_To do_: The string "directory" may appear in lines of the entries below. Report how many lines hold it, with only the number.

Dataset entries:
+++

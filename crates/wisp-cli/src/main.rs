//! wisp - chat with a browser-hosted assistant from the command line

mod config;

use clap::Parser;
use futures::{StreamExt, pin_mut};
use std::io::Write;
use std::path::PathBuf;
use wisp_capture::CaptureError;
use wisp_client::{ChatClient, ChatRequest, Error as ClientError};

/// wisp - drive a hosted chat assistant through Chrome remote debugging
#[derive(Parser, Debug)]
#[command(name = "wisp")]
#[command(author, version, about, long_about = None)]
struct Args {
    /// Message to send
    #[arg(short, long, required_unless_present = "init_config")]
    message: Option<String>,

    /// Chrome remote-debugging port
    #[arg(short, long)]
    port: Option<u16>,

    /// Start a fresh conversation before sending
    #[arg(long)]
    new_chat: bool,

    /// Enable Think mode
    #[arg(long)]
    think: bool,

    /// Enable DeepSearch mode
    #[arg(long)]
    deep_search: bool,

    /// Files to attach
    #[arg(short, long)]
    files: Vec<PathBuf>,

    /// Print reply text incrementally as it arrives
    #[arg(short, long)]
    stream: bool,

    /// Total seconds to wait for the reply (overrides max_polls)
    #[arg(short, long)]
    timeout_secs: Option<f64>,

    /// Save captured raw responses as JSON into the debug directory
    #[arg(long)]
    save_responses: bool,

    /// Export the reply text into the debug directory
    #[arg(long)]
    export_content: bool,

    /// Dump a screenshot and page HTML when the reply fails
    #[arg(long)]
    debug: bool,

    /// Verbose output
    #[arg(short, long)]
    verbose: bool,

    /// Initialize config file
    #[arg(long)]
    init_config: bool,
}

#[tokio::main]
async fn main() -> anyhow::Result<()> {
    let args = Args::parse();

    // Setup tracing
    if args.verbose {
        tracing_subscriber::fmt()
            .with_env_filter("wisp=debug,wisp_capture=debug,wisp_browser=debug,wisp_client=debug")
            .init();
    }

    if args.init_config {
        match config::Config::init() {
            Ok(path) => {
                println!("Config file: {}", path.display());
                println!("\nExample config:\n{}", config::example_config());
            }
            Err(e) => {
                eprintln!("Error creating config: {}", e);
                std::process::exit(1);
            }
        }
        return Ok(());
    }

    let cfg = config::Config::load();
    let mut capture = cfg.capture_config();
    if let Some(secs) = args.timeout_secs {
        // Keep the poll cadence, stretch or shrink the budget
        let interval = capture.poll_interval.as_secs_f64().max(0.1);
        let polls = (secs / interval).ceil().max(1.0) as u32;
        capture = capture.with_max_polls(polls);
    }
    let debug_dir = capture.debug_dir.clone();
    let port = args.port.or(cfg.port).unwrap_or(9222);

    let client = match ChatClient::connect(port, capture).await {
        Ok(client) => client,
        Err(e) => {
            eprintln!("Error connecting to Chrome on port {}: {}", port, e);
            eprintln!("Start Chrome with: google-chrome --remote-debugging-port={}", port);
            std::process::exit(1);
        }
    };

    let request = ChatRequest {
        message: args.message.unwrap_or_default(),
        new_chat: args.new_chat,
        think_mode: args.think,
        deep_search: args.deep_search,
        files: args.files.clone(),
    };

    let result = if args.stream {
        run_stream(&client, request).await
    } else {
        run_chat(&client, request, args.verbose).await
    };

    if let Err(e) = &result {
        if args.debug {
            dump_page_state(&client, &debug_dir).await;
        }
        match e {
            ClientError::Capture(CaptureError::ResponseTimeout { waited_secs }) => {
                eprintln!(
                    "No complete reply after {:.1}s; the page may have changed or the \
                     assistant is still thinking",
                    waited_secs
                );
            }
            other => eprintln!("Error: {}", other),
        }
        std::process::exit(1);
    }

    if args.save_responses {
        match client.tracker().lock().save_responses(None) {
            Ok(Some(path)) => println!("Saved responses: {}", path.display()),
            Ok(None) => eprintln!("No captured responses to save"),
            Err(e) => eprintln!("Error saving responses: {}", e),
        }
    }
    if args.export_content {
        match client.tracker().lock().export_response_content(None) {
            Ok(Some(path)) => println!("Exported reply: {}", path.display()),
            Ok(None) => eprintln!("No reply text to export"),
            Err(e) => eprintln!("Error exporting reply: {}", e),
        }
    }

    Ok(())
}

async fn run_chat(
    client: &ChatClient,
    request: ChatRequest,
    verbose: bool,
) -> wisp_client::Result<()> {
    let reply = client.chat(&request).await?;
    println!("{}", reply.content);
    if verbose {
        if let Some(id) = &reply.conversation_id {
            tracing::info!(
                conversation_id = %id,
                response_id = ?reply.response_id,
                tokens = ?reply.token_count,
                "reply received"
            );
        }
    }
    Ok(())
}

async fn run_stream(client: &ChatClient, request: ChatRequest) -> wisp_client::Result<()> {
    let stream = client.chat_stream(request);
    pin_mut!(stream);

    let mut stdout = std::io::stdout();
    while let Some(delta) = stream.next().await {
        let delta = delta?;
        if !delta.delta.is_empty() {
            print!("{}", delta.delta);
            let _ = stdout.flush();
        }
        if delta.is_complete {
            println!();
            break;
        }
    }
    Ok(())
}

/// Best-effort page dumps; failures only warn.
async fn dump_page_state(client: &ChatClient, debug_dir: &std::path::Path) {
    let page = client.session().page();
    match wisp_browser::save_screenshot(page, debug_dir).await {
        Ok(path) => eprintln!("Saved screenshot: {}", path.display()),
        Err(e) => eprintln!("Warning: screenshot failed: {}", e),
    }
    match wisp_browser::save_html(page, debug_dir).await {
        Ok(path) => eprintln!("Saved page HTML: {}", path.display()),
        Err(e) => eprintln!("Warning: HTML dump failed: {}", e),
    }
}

+++

_Result of the exercise_: 2